Putting some of the pieces together, we know that intense exercise can bring about short-term euphoria, reduction of anxiety, and increases in pain threshold. This is coincident with increases in the levels of brain opioids and, presumably, endocannabinoids, both of which can produce all of these short-term psychoactive effects. We also know that endocannabinoids and opioids can indirectly activate dopamine cells of the ventral tegmental area (the VTA, a key portion of the pleasure circuit) and thereby stimulate the medial forebrain pleasure circuit. We know that exercise can be addictive and that other substances and behaviors that are addictive have increased dopamine release in VTA target regions as a common property. In rats, sustained wheel-running can cause dopamine release in the nucleus accumbens and other VTA target regions. Rats also show some signs of exercise addiction . For example, they can be trained to work hard (i.e., perform many lever presses) for access to a running wheel.
All these observations taken together suggest that intense exercise will activate release from VTA dopamine neurons, a process that will underlie at least some portion of runner's high.
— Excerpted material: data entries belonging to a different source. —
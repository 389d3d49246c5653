//! Lookout informer: keeps a local [`Store`] in step with a remote [`ListWatch`] source and
//! notifies registered handlers of every change.
//!
//! Two tasks run per informer. The [`Reflector`] lists and watches the source and pushes deltas
//! into a [`DeltaFifo`]; the [`Controller`] pops them, applies them to the store and calls the
//! handlers. Nothing else is shared between the two.

#![forbid(unsafe_code)]

use std::sync::atomic::{AtomicBool, Ordering};
use std::sync::{Arc, Mutex, PoisonError};
use std::time::Duration;

use arc_swap::ArcSwapOption;
use lookout_core::{default_key_fn, InformerConfig, KeyFn, ListWatch, Object, ResourceVersion};
use lookout_store::{DeltaFifo, IndexFn, Indexer, QueueError, Store};
use tokio::sync::watch;
use tokio::task::JoinHandle;
use tokio_util::sync::CancellationToken;
use tracing::{debug, info, warn};

mod controller;
mod handler;
mod reflector;

pub use controller::Controller;
pub use handler::{HandlerFuncs, HandlerHandle, HandlerRegistry, ResourceEventHandler};
pub use reflector::{Reflector, ReflectorState};

pub struct Informer<K> {
    source: Arc<dyn ListWatch<K>>,
    config: InformerConfig,
    key_fn: KeyFn<K>,
    store: Store<K>,
    queue: Arc<DeltaFifo<K>>,
    handlers: Arc<HandlerRegistry<K>>,
    synced: Arc<watch::Sender<bool>>,
    state: Arc<watch::Sender<ReflectorState>>,
    checkpoint: Arc<ArcSwapOption<ResourceVersion>>,
    started: AtomicBool,
    tasks: Mutex<Vec<JoinHandle<()>>>,
}

impl<K: Object> Informer<K> {
    pub fn new(source: impl ListWatch<K>) -> Self { Self::from_source(Arc::new(source)) }

    pub fn from_source(source: Arc<dyn ListWatch<K>>) -> Self {
        let store = Store::new();
        let queue = Arc::new(DeltaFifo::new(store.clone()));
        let (synced, _) = watch::channel(false);
        let (state, _) = watch::channel(ReflectorState::Initializing);
        Self {
            source,
            config: InformerConfig::default(),
            key_fn: default_key_fn(),
            store,
            queue,
            handlers: Arc::new(HandlerRegistry::new()),
            synced: Arc::new(synced),
            state: Arc::new(state),
            checkpoint: Arc::new(ArcSwapOption::empty()),
            started: AtomicBool::new(false),
            tasks: Mutex::new(Vec::new()),
        }
    }

    pub fn with_config(mut self, config: InformerConfig) -> Self {
        self.config = config;
        self
    }

    /// Replace the default `namespace/name` key function.
    pub fn with_key_fn(mut self, key_fn: KeyFn<K>) -> Self {
        self.key_fn = key_fn;
        self
    }

    pub fn add_indexer(&self, name: impl Into<String>, f: IndexFn<K>) { self.store.add_indexer(name, f) }

    /// Register a handler. Handlers added after start only see changes from then on; call
    /// [`Informer::resync`] to have the current cache redelivered.
    pub fn add_event_handler(&self, handler: impl ResourceEventHandler<K> + 'static) -> HandlerHandle {
        self.handlers.register(Arc::new(handler))
    }

    /// Spawn the reflector and controller tasks and return. Later calls are no-ops.
    ///
    /// Cancelling `shutdown` stops both tasks and closes the queue; nothing is accepted after that.
    pub fn start(&self, shutdown: &CancellationToken) {
        if self.started.swap(true, Ordering::SeqCst) {
            warn!("informer: already started");
            return;
        }
        let reflector = Reflector::new(
            Arc::clone(&self.source),
            Arc::clone(&self.queue),
            Arc::clone(&self.key_fn),
            self.config.clone(),
            Arc::clone(&self.checkpoint),
            Arc::clone(&self.state),
        );
        let controller = Controller::new(Arc::clone(&self.queue), self.store.clone(), Arc::clone(&self.handlers), Arc::clone(&self.synced));

        let closer = {
            let token = shutdown.clone();
            let queue = Arc::clone(&self.queue);
            tokio::spawn(async move {
                token.cancelled().await;
                queue.close();
            })
        };
        let mut tasks = self.tasks.lock().unwrap_or_else(PoisonError::into_inner);
        tasks.push(tokio::spawn(reflector.run(shutdown.clone())));
        tasks.push(tokio::spawn(controller.run(shutdown.clone())));
        tasks.push(closer);
        info!(handlers = self.handlers.len(), "informer: started");
    }

    /// Wait until the initial list has been applied. False if `shutdown` fires first, the
    /// reflector fails fatally, or `timeout` elapses.
    pub async fn wait_for_cache_sync(&self, shutdown: &CancellationToken, timeout: Option<Duration>) -> bool {
        if self.has_synced() {
            return true;
        }
        let mut synced = self.synced.subscribe();
        let mut state = self.state.subscribe();
        let wait = async move {
            loop {
                if *synced.borrow_and_update() {
                    return true;
                }
                if let ReflectorState::Failed(reason) = &*state.borrow_and_update() {
                    debug!(reason = %reason, "informer: reflector failed before sync");
                    return false;
                }
                // Both senders outlive `&self`, so neither side can close here.
                tokio::select! {
                    _ = synced.changed() => {}
                    _ = state.changed() => {}
                }
            }
        };
        let bounded = async move {
            match timeout {
                Some(d) => tokio::time::timeout(d, wait).await.unwrap_or(false),
                None => wait.await,
            }
        };
        tokio::select! {
            biased;
            _ = shutdown.cancelled() => false,
            ok = bounded => ok,
        }
    }

    pub fn has_synced(&self) -> bool { *self.synced.borrow() }

    /// Read-only view of the cache.
    pub fn get_store(&self) -> Indexer<K> { Indexer::new(self.store.clone()) }

    pub fn reflector_state(&self) -> ReflectorState { self.state.borrow().clone() }

    pub fn subscribe_state(&self) -> watch::Receiver<ReflectorState> { self.state.subscribe() }

    /// Newest resource version the reflector has observed.
    pub fn last_sync_resource_version(&self) -> Option<ResourceVersion> { self.checkpoint.load_full().map(|rv| (*rv).clone()) }

    /// Queue a `Synced` delta for every cached key that has nothing pending.
    pub fn resync(&self) -> Result<usize, QueueError> { self.queue.resync() }

    /// Wait for the informer's tasks to exit after shutdown.
    pub async fn wait_stopped(&self) {
        let tasks = std::mem::take(&mut *self.tasks.lock().unwrap_or_else(PoisonError::into_inner));
        for t in tasks {
            if let Err(e) = t.await {
                warn!(error = %e, "informer: task ended abnormally");
            }
        }
    }
}
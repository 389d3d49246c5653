//! Lookout store: the object cache, the delta FIFO feeding it, and the read-only indexer.

#![forbid(unsafe_code)]

mod fifo;
mod indexer;
mod store;

pub use fifo::{DeltaFifo, Popped, QueueError};
pub use indexer::Indexer;
pub use store::{namespace_index, IndexFn, Store, StoreError, Upsert, NAMESPACE_INDEX};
Unfortunately, to date there is little evidence to support this theory in humans. Gene-Jack Wang and his colleagues at Brookhaven National Laboratory used a brain scanner to image dopamine release in the nucleus accumbens and dorsal striatum of twelve subjects before and after thirty minutes of vigorous treadmill running, followed by a ten-minute cool-down period. They found no differences in D2 dopamine receptor occupancy (their measure of dopamine release) associated with this exercise regimen. No mood scale ratings were performed, so we cannot know if these subjects experienced runner's high. It would be useful to repeat this experiment together with mood scale ratings and more intense exercise, as Boecker and coworkers did for their endogenous opioid measurements.